Given information:
---+---

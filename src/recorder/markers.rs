//! Completion markers in recorder output and the per-attempt exit verdict.

/// Printed when the replay playlist was fully fetched.
pub const PLAYLIST_END_MARKER: &str = "playlist end.";
/// Printed when the comment stream was fully fetched.
pub const COMMENT_DONE_MARKER: &str = "Comment done.";

/// Tracks which completion markers one recorder attempt has printed.
#[derive(Debug, Clone, Copy, Default, PartialEq, Eq)]
pub struct MarkerTracker {
    saw_playlist_end: bool,
    saw_comment_done: bool,
}

impl MarkerTracker {
    /// Scans one stdout line.
    pub fn observe(&mut self, line: &str) {
        if line.contains(PLAYLIST_END_MARKER) {
            self.saw_playlist_end = true;
        }
        if line.contains(COMMENT_DONE_MARKER) {
            self.saw_comment_done = true;
        }
    }

    /// Whether the playlist marker was seen.
    #[must_use]
    pub fn saw_playlist_end(&self) -> bool {
        self.saw_playlist_end
    }

    /// Whether the comment marker was seen.
    #[must_use]
    pub fn saw_comment_done(&self) -> bool {
        self.saw_comment_done
    }

    /// Whether both markers were seen.
    #[must_use]
    pub fn is_complete(&self) -> bool {
        self.saw_playlist_end && self.saw_comment_done
    }
}

/// What to do after one recorder attempt exits.
#[derive(Debug, Clone, Copy, PartialEq, Eq)]
pub enum AttemptVerdict {
    /// Both markers seen and a clean exit.
    Complete,
    /// Clean exit without both markers; relaunch.
    Incomplete,
    /// Nonzero exit, or killed by a signal (`None`).
    Abnormal(Option<i32>),
}

/// Classifies an attempt from its markers and exit code.
///
/// Only a clean exit can succeed or be retried; any nonzero or missing exit
/// code is abnormal even when both markers were printed.
#[must_use]
pub fn classify_exit(markers: &MarkerTracker, exit_code: Option<i32>) -> AttemptVerdict {
    match exit_code {
        Some(0) if markers.is_complete() => AttemptVerdict::Complete,
        Some(0) => AttemptVerdict::Incomplete,
        other => AttemptVerdict::Abnormal(other),
    }
}

#[cfg(test)]
mod tests {
    use super::*;

    fn tracker(lines: &[&str]) -> MarkerTracker {
        let mut markers = MarkerTracker::default();
        for line in lines {
            markers.observe(line);
        }
        markers
    }

    #[test]
    fn test_markers_match_substrings() {
        let markers = tracker(&["[info] playlist end.", "x Comment done. y"]);
        assert!(markers.saw_playlist_end());
        assert!(markers.saw_comment_done());
        assert!(markers.is_complete());
    }

    #[test]
    fn test_markers_are_case_sensitive() {
        let markers = tracker(&["Playlist End.", "comment done."]);
        assert!(!markers.saw_playlist_end());
        assert!(!markers.saw_comment_done());
    }

    #[test]
    fn test_classify_complete_requires_clean_exit() {
        let both = tracker(&["playlist end.", "Comment done."]);
        assert_eq!(classify_exit(&both, Some(0)), AttemptVerdict::Complete);
        assert_eq!(classify_exit(&both, Some(1)), AttemptVerdict::Abnormal(Some(1)));
        assert_eq!(classify_exit(&both, None), AttemptVerdict::Abnormal(None));
    }

    #[test]
    fn test_classify_incomplete_clean_exit_retries() {
        let one = tracker(&["playlist end."]);
        assert_eq!(classify_exit(&one, Some(0)), AttemptVerdict::Incomplete);
        assert_eq!(
            classify_exit(&MarkerTracker::default(), Some(0)),
            AttemptVerdict::Incomplete
        );
    }

    #[test]
    fn test_classify_nonzero_without_markers_is_abnormal() {
        assert_eq!(
            classify_exit(&MarkerTracker::default(), Some(2)),
            AttemptVerdict::Abnormal(Some(2))
        );
    }
}
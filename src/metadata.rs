//! Per-program metadata snapshots (`<data_dir>/<programId>/details.json`).
//!
//! The scheduler writes a candidate's search record when the reservation is
//! accepted, so the download driver can report title, provider and thumbnail
//! later without searching again. The program directory doubles as the
//! recorder's output directory.

use std::fs;
use std::io::{BufWriter, ErrorKind};
use std::path::{Path, PathBuf};

use thiserror::Error;
use tracing::{debug, instrument};

use crate::platform::Candidate;

const DETAILS_FILE: &str = "details.json";

/// Errors produced by the snapshot store.
#[derive(Debug, Error)]
pub enum MetadataError {
    /// I/O error reading or writing a snapshot.
    #[error("metadata I/O error at {path}: {source}")]
    Io {
        /// Snapshot path.
        path: PathBuf,
        /// The underlying IO error.
        #[source]
        source: std::io::Error,
    },
    /// Snapshot could not be serialized or deserialized.
    #[error("metadata JSON error at {path}: {source}")]
    Json {
        /// Snapshot path.
        path: PathBuf,
        /// The underlying JSON error.
        #[source]
        source: serde_json::Error,
    },
}

/// Store of candidate snapshots rooted at the data directory.
#[derive(Debug, Clone)]
pub struct MetadataStore {
    root: PathBuf,
}

impl MetadataStore {
    /// Creates a store rooted at `root`.
    #[must_use]
    pub fn new(root: impl Into<PathBuf>) -> Self {
        Self { root: root.into() }
    }

    /// Returns the per-program directory (also the recorder output directory).
    #[must_use]
    pub fn program_dir(&self, program_id: &str) -> PathBuf {
        self.root.join(program_id)
    }

    fn details_path(&self, program_id: &str) -> PathBuf {
        self.program_dir(program_id).join(DETAILS_FILE)
    }

    /// Writes (or replaces) the snapshot for `candidate`.
    ///
    /// # Errors
    ///
    /// Returns [`MetadataError`] on I/O or serialization failure.
    #[instrument(skip(self, candidate), fields(program_id = %candidate.program_id))]
    pub fn write(&self, candidate: &Candidate) -> Result<PathBuf, MetadataError> {
        let dir = self.program_dir(&candidate.program_id);
        fs::create_dir_all(&dir).map_err(|source| MetadataError::Io {
            path: dir.clone(),
            source,
        })?;
        let path = self.details_path(&candidate.program_id);
        let file = fs::File::create(&path).map_err(|source| MetadataError::Io {
            path: path.clone(),
            source,
        })?;
        let write_result = serde_json::to_writer_pretty(BufWriter::new(file), candidate);
        if let Err(source) = write_result {
            let _ = fs::remove_file(&path);
            return Err(MetadataError::Json { path, source });
        }
        debug!(path = %path.display(), "Snapshot written");
        Ok(path)
    }

    /// Reads the snapshot for `program_id`; `None` when none was written.
    ///
    /// # Errors
    ///
    /// Returns [`MetadataError`] when the snapshot exists but is unreadable.
    #[instrument(skip(self))]
    pub fn read(&self, program_id: &str) -> Result<Option<Candidate>, MetadataError> {
        let path = self.details_path(program_id);
        let contents = match fs::read_to_string(&path) {
            Ok(contents) => contents,
            Err(e) if e.kind() == ErrorKind::NotFound => return Ok(None),
            Err(source) => return Err(MetadataError::Io { path, source }),
        };
        serde_json::from_str(&contents)
            .map(Some)
            .map_err(|source| MetadataError::Json { path, source })
    }

    /// Returns the root directory.
    #[must_use]
    pub fn root(&self) -> &Path {
        &self.root
    }
}

#[cfg(test)]
#[allow(clippy::unwrap_used)]
mod tests {
    use tempfile::TempDir;

    use super::*;
    use crate::platform::{ProgramKind, Provider, Statistics};

    fn candidate(id: &str) -> Candidate {
        Candidate {
            program_id: id.to_string(),
            title: "Evening talk".to_string(),
            description: "desc".to_string(),
            kind: ProgramKind::Future,
            thumbnail_url: "https://img.example/t.jpg".to_string(),
            time: None,
            statistics: Statistics {
                visitors: Some(3),
                comments: None,
                timeshifts: Some(1),
            },
            provider: Provider {
                username: "Channel One".to_string(),
                user_id: "ch1".to_string(),
                icon_url: "https://img.example/ch1.jpg".to_string(),
            },
        }
    }

    #[test]
    fn test_write_then_read_snapshot() {
        let dir = TempDir::new().unwrap();
        let store = MetadataStore::new(dir.path());
        let path = store.write(&candidate("lv1")).unwrap();
        assert_eq!(path, dir.path().join("lv1").join("details.json"));
        assert_eq!(store.read("lv1").unwrap(), Some(candidate("lv1")));
    }

    #[test]
    fn test_snapshot_uses_camel_case_keys() {
        let dir = TempDir::new().unwrap();
        let store = MetadataStore::new(dir.path());
        let path = store.write(&candidate("lv1")).unwrap();
        let json: serde_json::Value =
            serde_json::from_str(&fs::read_to_string(path).unwrap()).unwrap();
        assert_eq!(json["programId"], "lv1");
        assert_eq!(json["thumbnailUrl"], "https://img.example/t.jpg");
        assert_eq!(json["provider"]["userId"], "ch1");
    }

    #[test]
    fn test_read_missing_snapshot_is_none() {
        let dir = TempDir::new().unwrap();
        let store = MetadataStore::new(dir.path());
        assert!(store.read("lv404").unwrap().is_none());
    }

    #[test]
    fn test_read_corrupt_snapshot_is_json_error() {
        let dir = TempDir::new().unwrap();
        let store = MetadataStore::new(dir.path());
        fs::create_dir_all(store.program_dir("lv1")).unwrap();
        fs::write(store.program_dir("lv1").join("details.json"), "nope").unwrap();
        assert!(matches!(
            store.read("lv1").unwrap_err(),
            MetadataError::Json { .. }
        ));
    }
}
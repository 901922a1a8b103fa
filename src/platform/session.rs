//! Session credentials and their on-disk cache.

use std::fmt;
use std::fs;
use std::io::ErrorKind;
use std::path::{Path, PathBuf};

use tracing::{debug, instrument};

use super::error::PlatformError;

/// Authenticated session token (`user_session` cookie value).
#[derive(Clone, PartialEq, Eq)]
pub struct SessionCredential(String);

impl SessionCredential {
    /// Wraps a raw session token.
    #[must_use]
    pub fn new(token: impl Into<String>) -> Self {
        Self(token.into())
    }

    /// Returns the raw token, e.g. for the recorder command line.
    #[must_use]
    pub fn token(&self) -> &str {
        &self.0
    }

    /// Returns the value of the `Cookie` header carrying this session.
    #[must_use]
    pub fn cookie_header(&self) -> String {
        format!("user_session={}", self.0)
    }
}

impl fmt::Debug for SessionCredential {
    fn fmt(&self, f: &mut fmt::Formatter<'_>) -> fmt::Result {
        f.debug_tuple("SessionCredential")
            .field(&"[REDACTED]")
            .finish()
    }
}

/// Account login credentials.
#[derive(Clone)]
pub struct Credentials {
    /// Account e-mail or username.
    pub username: String,
    /// Account password.
    pub password: String,
}

impl fmt::Debug for Credentials {
    fn fmt(&self, f: &mut fmt::Formatter<'_>) -> fmt::Result {
        f.debug_struct("Credentials")
            .field("username", &self.username)
            .field("password", &"[REDACTED]")
            .finish()
    }
}

/// Persists the last good session so runs can skip the login form.
pub trait SessionStore: Send + Sync {
    /// Loads the cached session, `None` when nothing is cached.
    ///
    /// # Errors
    ///
    /// Returns [`PlatformError::SessionStore`] when the cache exists but cannot be read.
    fn load(&self) -> Result<Option<SessionCredential>, PlatformError>;

    /// Replaces the cached session.
    ///
    /// # Errors
    ///
    /// Returns [`PlatformError::SessionStore`] when the cache cannot be written.
    fn save(&self, session: &SessionCredential) -> Result<(), PlatformError>;
}

/// Session cache stored as a single-line text file.
#[derive(Debug, Clone)]
pub struct FileSessionStore {
    path: PathBuf,
}

impl FileSessionStore {
    /// Creates a store backed by `path` (typically `<data_dir>/session.txt`).
    #[must_use]
    pub fn new(path: impl Into<PathBuf>) -> Self {
        Self { path: path.into() }
    }

    /// Returns the backing file path.
    #[must_use]
    pub fn path(&self) -> &Path {
        &self.path
    }
}

impl SessionStore for FileSessionStore {
    #[instrument(skip(self), fields(path = %self.path.display()))]
    fn load(&self) -> Result<Option<SessionCredential>, PlatformError> {
        match fs::read_to_string(&self.path) {
            Ok(contents) => {
                let token = contents.trim();
                if token.is_empty() {
                    debug!("Session cache is empty");
                    Ok(None)
                } else {
                    Ok(Some(SessionCredential::new(token)))
                }
            }
            Err(e) if e.kind() == ErrorKind::NotFound => Ok(None),
            Err(e) => Err(PlatformError::session_store(&self.path, e)),
        }
    }

    #[instrument(skip(self, session), fields(path = %self.path.display()))]
    fn save(&self, session: &SessionCredential) -> Result<(), PlatformError> {
        if let Some(parent) = self.path.parent()
            && !parent.as_os_str().is_empty()
        {
            fs::create_dir_all(parent).map_err(|e| PlatformError::session_store(parent, e))?;
        }
        fs::write(&self.path, session.token())
            .map_err(|e| PlatformError::session_store(&self.path, e))?;
        debug!("Session cached");
        Ok(())
    }
}

#[cfg(test)]
#[allow(clippy::unwrap_used)]
mod tests {
    use tempfile::TempDir;

    use super::*;

    #[test]
    fn test_session_credential_debug_is_redacted() {
        let session = SessionCredential::new("secret_token");
        let debug = format!("{session:?}");
        assert!(!debug.contains("secret_token"));
        assert!(debug.contains("REDACTED"));
        assert_eq!(session.cookie_header(), "user_session=secret_token");
    }

    #[test]
    fn test_credentials_debug_hides_password() {
        let credentials = Credentials {
            username: "me@example.com".to_string(),
            password: "hunter2".to_string(),
        };
        let debug = format!("{credentials:?}");
        assert!(debug.contains("me@example.com"));
        assert!(!debug.contains("hunter2"));
    }

    #[test]
    fn test_file_session_store_missing_file_is_none() {
        let dir = TempDir::new().unwrap();
        let store = FileSessionStore::new(dir.path().join("session.txt"));
        assert!(store.load().unwrap().is_none());
    }

    #[test]
    fn test_file_session_store_save_then_load() {
        let dir = TempDir::new().unwrap();
        let store = FileSessionStore::new(dir.path().join("nested").join("session.txt"));
        store.save(&SessionCredential::new("abc_123")).unwrap();
        assert_eq!(
            store.load().unwrap(),
            Some(SessionCredential::new("abc_123"))
        );
    }

    #[test]
    fn test_file_session_store_trims_whitespace() {
        let dir = TempDir::new().unwrap();
        let path = dir.path().join("session.txt");
        fs::write(&path, "tok_1\n").unwrap();
        let store = FileSessionStore::new(&path);
        assert_eq!(store.load().unwrap().unwrap().token(), "tok_1");

        fs::write(&path, "  \n").unwrap();
        assert!(store.load().unwrap().is_none());
    }
}
//! Candidate preparation: dedupe, drop already-reserved, order by start.

use std::collections::HashSet;

use crate::platform::{Candidate, Reservation};

/// Turns raw search results into the scheduler's candidate list.
///
/// The first occurrence of a program identifier wins, programs that already
/// have a reservation are dropped, and the rest are stable-sorted by start
/// time ascending with unknown start times last.
#[must_use]
pub fn prepare_candidates(found: Vec<Candidate>, reservations: &[Reservation]) -> Vec<Candidate> {
    let reserved: HashSet<&str> = reservations
        .iter()
        .map(|reservation| reservation.program_id.as_str())
        .collect();
    let mut seen = HashSet::new();

    let mut candidates: Vec<Candidate> = found
        .into_iter()
        .filter(|candidate| !reserved.contains(candidate.program_id.as_str()))
        .filter(|candidate| seen.insert(candidate.program_id.clone()))
        .collect();

    // `Option` orders `None` first, so sort on (missing, time) to push unknowns last.
    candidates.sort_by_key(|candidate| {
        let start = candidate.start_time();
        (start.is_none(), start)
    });
    candidates
}
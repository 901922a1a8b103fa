//! Executing a pass plan against the platform.

use chrono::{DateTime, Utc};
use tracing::{info, instrument, warn};

use super::candidates::prepare_candidates;
use super::error::SchedulerError;
use super::plan::{PassPlan, PlannedAction, plan_pass};
use crate::ledger::Ledger;
use crate::metadata::MetadataStore;
use crate::platform::{Candidate, TimeshiftApi};

/// Why a pass ended before working through every candidate.
#[derive(Debug, Clone, PartialEq, Eq)]
pub enum PassStop {
    /// No slot could be freed for this candidate.
    QuotaExhausted {
        /// First candidate left unreserved.
        program_id: String,
    },
    /// The platform refused a reservation.
    Rejected {
        /// Candidate the platform refused.
        candidate: Candidate,
        /// Platform error code (empty when none was given).
        error_code: String,
    },
}

/// What a pass actually did on the platform.
#[derive(Debug, Clone, Default, PartialEq, Eq)]
pub struct PassReport {
    /// Reaped program identifiers.
    pub reaped: Vec<String>,
    /// Reservations deleted to make room (displaced or reclaimed).
    pub evicted: Vec<String>,
    /// Candidates reserved, in order.
    pub reserved: Vec<Candidate>,
    /// Early stop, if any.
    pub stop: Option<PassStop>,
}

/// Executes `plan` in order, stopping at the first rejected reservation.
///
/// Each accepted reservation has its candidate snapshot written to `snapshots`
/// before the next action runs.
///
/// # Errors
///
/// Returns [`SchedulerError`] when a platform call fails or a snapshot cannot
/// be written; actions already executed stay executed.
#[instrument(skip_all, fields(actions = plan.actions.len()))]
pub async fn apply_plan(
    plan: PassPlan,
    api: &dyn TimeshiftApi,
    snapshots: &MetadataStore,
) -> Result<PassReport, SchedulerError> {
    let mut report = PassReport::default();

    for action in plan.actions {
        match action {
            PlannedAction::Reap { program_id, reason } => {
                info!(program_id = %program_id, %reason, "Deleting dead reservation");
                api.delete_reservation(&program_id).await?;
                report.reaped.push(program_id);
            }
            PlannedAction::Displace {
                evicted,
                for_program,
            } => {
                info!(evicted = %evicted, for_program = %for_program, "Displacing later reservation");
                api.delete_reservation(&evicted).await?;
                report.evicted.push(evicted);
            }
            PlannedAction::Reclaim {
                evicted,
                for_program,
            } => {
                info!(evicted = %evicted, for_program = %for_program, "Reclaiming downloaded reservation");
                api.delete_reservation(&evicted).await?;
                report.evicted.push(evicted);
            }
            PlannedAction::Reserve(candidate) => {
                info!(
                    program_id = %candidate.program_id,
                    title = %candidate.title,
                    channel = %candidate.provider.username,
                    "Reserving"
                );
                let answer = api.reserve(&candidate.program_id).await?;
                if !answer.accepted {
                    let error_code = answer.error_code.unwrap_or_default();
                    warn!(program_id = %candidate.program_id, error_code = %error_code, "Reservation rejected");
                    report.stop = Some(PassStop::Rejected {
                        candidate,
                        error_code,
                    });
                    return Ok(report);
                }
                info!(
                    program_id = %candidate.program_id,
                    expiry = ?answer.expiry_time,
                    "Reserved"
                );
                snapshots.write(&candidate)?;
                report.reserved.push(candidate);
            }
        }
    }

    if let Some(program_id) = plan.exhausted_at {
        info!(program_id = %program_id, "Reservation quota exhausted");
        report.stop = Some(PassStop::QuotaExhausted { program_id });
    }
    Ok(report)
}

/// Runs a full pass: list reservations, prepare `found`, plan, apply.
///
/// # Errors
///
/// Returns [`SchedulerError`] when listing or any applied action fails.
#[instrument(skip_all, fields(found = found.len()))]
pub async fn run_pass(
    api: &dyn TimeshiftApi,
    found: Vec<Candidate>,
    ledger: &dyn Ledger,
    snapshots: &MetadataStore,
    now: DateTime<Utc>,
) -> Result<PassReport, SchedulerError> {
    let reservations = api.list_reservations().await?;
    info!(
        reserved = reservations.len(),
        capacity = super::RESERVATION_CAPACITY,
        "Current reservations"
    );
    let candidates = prepare_candidates(found, &reservations);
    let plan = plan_pass(&reservations, &candidates, ledger, now);
    info!(
        candidates = candidates.len(),
        freed = plan.freed,
        planned = plan.actions.len(),
        "Pass planned"
    );
    apply_plan(plan, api, snapshots).await
}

---+---

What you have to do:
What lines above contain the string "instrument"? Copy all of them.

Response:
use tracing::{debug, instrument};
    #[instrument(skip(self, candidate), fields(program_id = %candidate.program_id))]
    #[instrument(skip(self))]
use tracing::{debug, instrument};
    #[instrument(skip(self), fields(path = %self.path.display()))]
    #[instrument(skip(self, session), fields(path = %self.path.display()))]
use tracing::{info, instrument, warn};
#[instrument(skip_all, fields(actions = plan.actions.len()))]
#[instrument(skip_all, fields(found = found.len()))]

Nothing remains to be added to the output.